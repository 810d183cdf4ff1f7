//! Property tests for occupancy bookkeeping and move validation.

use proptest::prelude::*;
use tactica_core::{Facing, FacingMode, Footprint, GridPos, Layer, LayerElevations, UnitId};
use tactica_engine::movement::{try_move, UnitState};
use tactica_engine::OccupancyMap;
use tactica_space::SquareGrid;

const W: u32 = 8;
const H: u32 = 8;

fn map() -> OccupancyMap {
    OccupancyMap::new(Box::new(
        SquareGrid::new(W, H, 1.0, LayerElevations::default()).unwrap(),
    ))
}

fn pos() -> impl Strategy<Value = GridPos> {
    (0..W as i32, 0..H as i32).prop_map(|(x, y)| GridPos::new(x, y))
}

fn footprint() -> impl Strategy<Value = Footprint> {
    (1u32..4, 1u32..4).prop_map(|(w, h)| Footprint::new(w, h))
}

/// Scatter single-cell blockers owned by unit 2.
fn blockers() -> impl Strategy<Value = Vec<GridPos>> {
    prop::collection::vec(pos(), 0..12)
}

proptest! {
    #[test]
    fn can_fit_iff_no_foreign_cell(
        anchor in pos(), fp in footprint(), blocked in blockers(),
    ) {
        let mut m = map();
        for &b in &blocked {
            m.set_footprint(b, Footprint::UNIT, Layer::Ground, Some(UnitId(2))).unwrap();
        }
        let cells = m.covered(anchor, fp);
        prop_assume!(cells.iter().all(|&c| m.grid().in_bounds(c)));
        let foreign = cells.iter().any(|&c| m.occupant(c, Layer::Ground) == Some(UnitId(2)));
        prop_assert_eq!(m.can_fit(anchor, fp, Layer::Ground, Some(UnitId(1))), !foreign);
    }

    #[test]
    fn reserve_then_release_restores_every_cell(anchor in pos(), fp in footprint(), layer_ix in 0usize..3) {
        let layer = Layer::ALL[layer_ix];
        let mut m = map();
        if m.reserve(anchor, fp, layer, UnitId(1)).is_ok() {
            m.release(anchor, fp, layer, UnitId(1)).unwrap();
        }
        for c in m.grid().canonical_ordering() {
            prop_assert!(m.occupants_at(c).is_empty());
        }
    }

    #[test]
    fn failed_move_never_mutates(
        anchor in pos(), dest in pos(), fp in footprint(), blocked in blockers(),
    ) {
        let mut m = map();
        let unit = UnitState {
            id: UnitId(1),
            anchor,
            footprint: fp,
            facing: Facing::PosY,
            layer: Layer::Ground,
        };
        prop_assume!(m.reserve(anchor, fp, Layer::Ground, unit.id).is_ok());
        for &b in &blocked {
            if m.occupant(b, Layer::Ground).is_none() {
                m.set_footprint(b, Footprint::UNIT, Layer::Ground, Some(UnitId(2))).unwrap();
            }
        }
        let snapshot: Vec<_> = m
            .grid()
            .canonical_ordering()
            .into_iter()
            .map(|c| m.occupant(c, Layer::Ground))
            .collect();

        match try_move(&mut m, &unit, dest, FacingMode::Free) {
            Ok(commit) => {
                let held = m.grid().canonical_ordering().into_iter()
                    .filter(|&c| m.occupant(c, Layer::Ground) == Some(unit.id))
                    .count();
                prop_assert_eq!(held, commit.state.footprint.cell_count(m.grid().topology()));
            }
            Err(_) => {
                let after: Vec<_> = m
                    .grid()
                    .canonical_ordering()
                    .into_iter()
                    .map(|c| m.occupant(c, Layer::Ground))
                    .collect();
                prop_assert_eq!(after, snapshot);
            }
        }
    }
}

────────────────

- [TASK GOAL]: Write out every line in the data that holds the string "blockers".

- [SOLVED PROBLEM]:
/// Scatter single-cell blockers owned by unit 2.
fn blockers() -> impl Strategy<Value = Vec<GridPos>> {
        anchor in pos(), fp in footprint(), blocked in blockers(),
        anchor in pos(), dest in pos(), fp in footprint(), blocked in blockers(),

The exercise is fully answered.